**TASK DIRECTIONS**:
Below are entries; count each line that holds the word "usize" and report the number without any other words.

**RECORDS FOR THIS EXERCISE**:
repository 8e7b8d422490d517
use crate::common::*;

pub const QUERY_DATE_FORMAT: &str = "%Y-%m-%d";

#[doc = r#"
    Cost Explorer 조회 기간.

    `end` 는 실행 시점의 로컬 날짜, `start` 는 `end` 로부터 8일 전이다.
    Cost Explorer 는 `End` 를 포함하지 않으므로 실제 집계 대상은 어제까지다.
"#]
#[derive(Debug, Clone, Copy, PartialEq, Eq, Getters, new)]
#[getset(get = "pub")]
pub struct DateWindow {
    start: NaiveDate,
    end: NaiveDate,
}

impl DateWindow {
    pub fn start_str(&self) -> String {
        self.start.format(QUERY_DATE_FORMAT).to_string()
    }

    pub fn end_str(&self) -> String {
        self.end.format(QUERY_DATE_FORMAT).to_string()
    }
}
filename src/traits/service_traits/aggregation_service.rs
use crate::dto::cost::cost_report::*;
use crate::model::usage::usage_table::*;

pub trait AggregationService: Send + Sync {
    #[doc = r#"
        Cost Explorer 일별 리포트를 카테고리 x 날짜 테이블로 변환한다.

        # Arguments
        * `report` - 서비스별로 그룹핑된 일별 비용 리포트

        # Returns
        * `UsageTable` - 추적 카테고리 6개 + Others 행, 리포트 순서의 날짜 열
    "#]
    fn aggregate(&self, report: &CostReport) -> anyhow::Result<UsageTable>;
}
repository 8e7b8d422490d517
pub mod env_config;
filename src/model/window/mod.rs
pub mod date_window;
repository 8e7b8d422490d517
use crate::common::*;

use crate::model::{chart::rendered_chart::*, usage::usage_table::*};

#[async_trait]
pub trait ChartService: Send + Sync {
    #[doc = "
        Generate a stacked bar chart from the usage table and save it as a PNG file
        # Arguments
        * `usage_table` - Category x date amounts
        * `output_path` - Path where the chart image will be saved
    "]
    async fn generate_stacked_bar_chart(
        &self,
        usage_table: &UsageTable,
        output_path: &Path,
    ) -> anyhow::Result<RenderedChart>;
}
pub mod chart;
pub mod cost;
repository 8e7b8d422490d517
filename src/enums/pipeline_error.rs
use thiserror::Error;

#[doc = r#"
    Failure classes of a single cost report run. Every variant is fatal for the run.

    Services raise one of these as the root of an `anyhow::Error`; callers recover the
    class with `err.downcast_ref::<PipelineError>()`.
"#]
#[derive(Debug, Error)]
pub enum PipelineError {
    #[error("[QueryError] {0}")]
    Query(String),

    #[error("[AggregationError] {0}")]
    Aggregation(String),

    #[error("[RenderError] {0}")]
    Render(String),

    #[error("[PublishError] {0}")]
    Publish(String),
}
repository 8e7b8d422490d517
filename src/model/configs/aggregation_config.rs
use crate::common::*;

use crate::enums::duplicate_rule::*;

#[derive(Debug, Clone, Default, Deserialize, Serialize, Getters)]
#[getset(get = "pub")]
pub struct AggregationConfig {
    #[serde(default)]
    pub duplicate_rule: DuplicateRule,
}
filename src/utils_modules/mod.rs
pub mod io_utils;
pub mod logger_utils;
pub mod time_utils;
pub mod traits;
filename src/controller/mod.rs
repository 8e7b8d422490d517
pub mod main_controller;
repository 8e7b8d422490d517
use crate::enums::cost_category::*;

#[doc = "하루치 카테고리별 비용. 인덱스는 `CostCategory::index()` 순서를 따른다."]
#[derive(Debug, Clone, Copy, PartialEq, Default)]
pub struct CategoryAmount {
    amounts: [f64; 7],
}

impl CategoryAmount {
    pub fn get(&self, category: CostCategory) -> f64 {
        self.amounts[category.index()]
    }

    pub fn set(&mut self, category: CostCategory, amount: f64) {
        self.amounts[category.index()] = amount;
    }

    pub fn tracked_sum(&self) -> f64 {
        CostCategory::TRACKED
            .iter()
            .map(|category| self.get(*category))
            .sum()
    }

    pub fn total(&self) -> f64 {
        self.amounts.iter().sum()
    }
}
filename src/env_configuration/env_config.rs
use crate::common::*;

#[doc = r#"
    환경변수를 읽어와서 반환하고, 환경변수가 설정되지 않은 경우 치명적 오류로 처리하는 함수.

    # Arguments
    * `key` - 조회할 환경변수 키명

    # Returns
    * `String` - 환경변수 값

    # Panics
    환경변수가 설정되지 않은 경우 애플리케이션 종료
"#]
fn get_env_or_panic(key: &str) -> String {
    match env::var(key) {
        Ok(val) => val,
        Err(_) => {
            let msg = format!("[ENV file read Error] '{}' must be set", key);
            error!("{}", msg);
            panic!("{}", msg);
        }
    }
}

#[doc = r#"
    서버 설정 파일(TOML) 경로. `SERVER_CONFIG_PATH` 환경변수에서 읽는다.

    # 예상 파일 내용
    - `[aws]` 리전 정보
    - `[publish]` S3 버킷 / 오브젝트 키 / 임시 이미지 경로
    - `[chart]`, `[schedule]`, `[aggregation]` (선택)

    # Panics
    `SERVER_CONFIG_PATH` 환경변수가 설정되지 않은 경우
"#]
pub static SERVER_CONFIG_PATH: once_lazy<String> =
    once_lazy::new(|| get_env_or_panic("SERVER_CONFIG_PATH"));
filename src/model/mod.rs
pub mod chart;
pub mod configs;
pub mod publish;
pub mod usage;
pub mod window;
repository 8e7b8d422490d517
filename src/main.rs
/*
Author      : Seunghwan Shin
Create date : 2025-07-07
Description : Cost Explorer 의 최근 일주일 서비스별 비용을 누적 막대 차트로 만들어 S3 에 게시한다.

History     : 2025-07-07 Seunghwan Shin       # [v.1.0.0] first create
*/

mod common;
mod external_deps;
mod prelude;
use common::*;

mod dto;
mod enums;
mod env_configuration;
mod traits;

mod model;
use model::{configs::total_config::*, publish::publish_target::*};

mod utils_modules;
use utils_modules::logger_utils::*;

mod repository;
use repository::{
    aws_sdk_config::*, cost_explorer_repository_impl::*, s3_repository_impl::*,
};

mod service;
use service::{
    aggregation_service_impl::*, chart_service_impl::*, cost_query_service_impl::*,
    publish_service_impl::*,
};

mod controller;
use controller::main_controller::*;

#[tokio::main]
async fn main() {
    /* 전역로거 설정 및 초기 설정 */
    dotenv().ok();
    let _logger_handle: LoggerHandle = set_global_logger();

    info!("Daily cost tracking program start!");

    /* AWS client 생성 */
    let sdk_config: SdkConfig = load_aws_sdk_config(get_cloud_config_info()).await;

    let ce_repo: Arc<CostExplorerRepositoryImpl> = Arc::new(CostExplorerRepositoryImpl::new(
        &sdk_config,
        get_cloud_config_info(),
    ));
    let s3_repo: Arc<S3RepositoryImpl> = Arc::new(S3RepositoryImpl::new(&sdk_config));

    /* 의존 주입 */
    let cost_query_service: CostQueryServiceImpl<CostExplorerRepositoryImpl> =
        CostQueryServiceImpl::new(ce_repo);
    let aggregation_service: AggregationServiceImpl =
        AggregationServiceImpl::new(*get_aggregation_config_info().duplicate_rule());
    let chart_service: ChartServiceImpl = ChartServiceImpl::new(get_chart_config_info().clone());
    let publish_service: PublishServiceImpl<S3RepositoryImpl> = PublishServiceImpl::new(s3_repo);

    let publish_config = get_publish_config_info();

    let main_controller: MainController<
        CostQueryServiceImpl<CostExplorerRepositoryImpl>,
        AggregationServiceImpl,
        ChartServiceImpl,
        PublishServiceImpl<S3RepositoryImpl>,
    > = MainController::new(
        cost_query_service,
        aggregation_service,
        chart_service,
        publish_service,
        PublishTarget::from(publish_config),
        PathBuf::from(publish_config.scratch_path()),
        get_schedule_config_info().clone(),
    );

    main_controller.main_task().await.unwrap_or_else(|e| {
        error!("{:?}", e);
        panic!("{:?}", e)
    });
}
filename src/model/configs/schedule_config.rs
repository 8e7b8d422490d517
use crate::common::*;

#[derive(Debug, Clone, Serialize, Deserialize)]
#[serde(default)]
pub struct ScheduleConfig {
    pub enabled: bool,
    pub cron_schedule: String,
}

impl Default for ScheduleConfig {
    fn default() -> Self {
        Self {
            enabled: false,
            cron_schedule: "0 0 9 * * *".to_string(),
        }
    }
}
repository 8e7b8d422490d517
use crate::common::*;

use crate::dto::cost::cost_report::*;
use crate::model::window::date_window::*;

#[async_trait]
pub trait CostQueryService: Send + Sync {
    async fn get_cost_and_usage(&self, window: &DateWindow) -> anyhow::Result<CostReport>;
}
pub mod cost_report;
use crate::common::*;

use crate::enums::cost_category::*;
use crate::model::usage::category_amount::*;

#[derive(Debug, Clone, PartialEq, Getters, new)]
#[getset(get = "pub")]
pub struct UsageColumn {
    date_label: String,
    amounts: CategoryAmount,
}

#[doc = r#"
    행 = 카테고리(추적 대상 6개 + Others), 열 = 날짜 라벨인 비용 테이블.

    열 순서는 리포트가 전달한 순서를 그대로 유지한다. 이미 존재하는 날짜 라벨이
    다시 들어오면 기존 열의 위치는 유지하고 값만 교체한다.
"#]
#[derive(Debug, Clone, PartialEq, Default)]
pub struct UsageTable {
    columns: Vec<UsageColumn>,
}

impl UsageTable {
    pub fn insert_column(&mut self, date_label: String, amounts: CategoryAmount) {
        match self
            .columns
            .iter_mut()
            .find(|column| column.date_label == date_label)
        {
            Some(column) => column.amounts = amounts,
            None => self.columns.push(UsageColumn::new(date_label, amounts)),
        }
    }

    pub fn columns(&self) -> &[UsageColumn] {
        &self.columns
    }

    pub fn column_labels(&self) -> Vec<String> {
        self.columns
            .iter()
            .map(|column| column.date_label.clone())
            .collect()
    }

    pub fn row_labels(&self) -> Vec<&'static str> {
        CostCategory::ALL.iter().map(|category| category.label()).collect()
    }

    pub fn row_count(&self) -> usize {
        CostCategory::ALL.len()
    }

    pub fn column_count(&self) -> usize {
        self.columns.len()
    }

    pub fn is_empty(&self) -> bool {
        self.columns.is_empty()
    }
}

#[cfg(test)]
impl UsageTable {
    pub fn amount(&self, category: CostCategory, column_idx: usize) -> Option<f64> {
        self.columns
            .get(column_idx)
            .map(|column| column.amounts.get(category))
    }

    pub fn column_by_label(&self, date_label: &str) -> Option<&CategoryAmount> {
        self.columns
            .iter()
            .find(|column| column.date_label == date_label)
            .map(|column| &column.amounts)
    }
}

impl Display for UsageTable {
    fn fmt(&self, f: &mut fmt::Formatter<'_>) -> fmt::Result {
        let label_width: usize = CostCategory::ALL
            .iter()
            .map(|category| category.label().len())
            .max()
            .unwrap_or(0);

        write!(f, "{:label_width$}", "")?;
        for column in &self.columns {
            write!(f, " {:>8}", column.date_label)?;
        }
        writeln!(f)?;

        for category in CostCategory::ALL {
            write!(f, "{:label_width$}", category.label())?;
            for column in &self.columns {
                write!(f, " {:>8.1}", column.amounts.get(category))?;
            }
            writeln!(f)?;
        }

        Ok(())
    }
}

#[cfg(test)]
mod tests {
    use super::*;

    fn amounts_with(category: CostCategory, amount: f64) -> CategoryAmount {
        let mut amounts: CategoryAmount = CategoryAmount::default();
        amounts.set(category, amount);
        amounts
    }

    #[test]
    fn test_columns_keep_insertion_order() {
        let mut table: UsageTable = UsageTable::default();
        table.insert_column("7/5".to_string(), CategoryAmount::default());
        table.insert_column("7/3".to_string(), CategoryAmount::default());
        table.insert_column("7/4".to_string(), CategoryAmount::default());

        assert_eq!(table.column_labels(), vec!["7/5", "7/3", "7/4"]);
        assert_eq!(table.row_count(), 7);
    }

    #[test]
    fn test_repeated_label_replaces_values_in_place() {
        let mut table: UsageTable = UsageTable::default();
        table.insert_column("7/3".to_string(), amounts_with(CostCategory::Tax, 1.0));
        table.insert_column("7/4".to_string(), CategoryAmount::default());
        table.insert_column("7/3".to_string(), amounts_with(CostCategory::Tax, 2.0));

        assert_eq!(table.column_count(), 2);
        assert_eq!(table.column_labels(), vec!["7/3", "7/4"]);
        assert_eq!(table.amount(CostCategory::Tax, 0), Some(2.0));
    }

    #[test]
    fn test_display_lists_every_row() {
        let mut table: UsageTable = UsageTable::default();
        table.insert_column("7/3".to_string(), amounts_with(CostCategory::Tax, 1.2));

        let rendered: String = table.to_string();
        for label in table.row_labels() {
            assert!(rendered.contains(label), "missing row {}", label);
        }
        assert!(rendered.contains("1.2"));
    }
}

**OUTPUT BELOW**:
4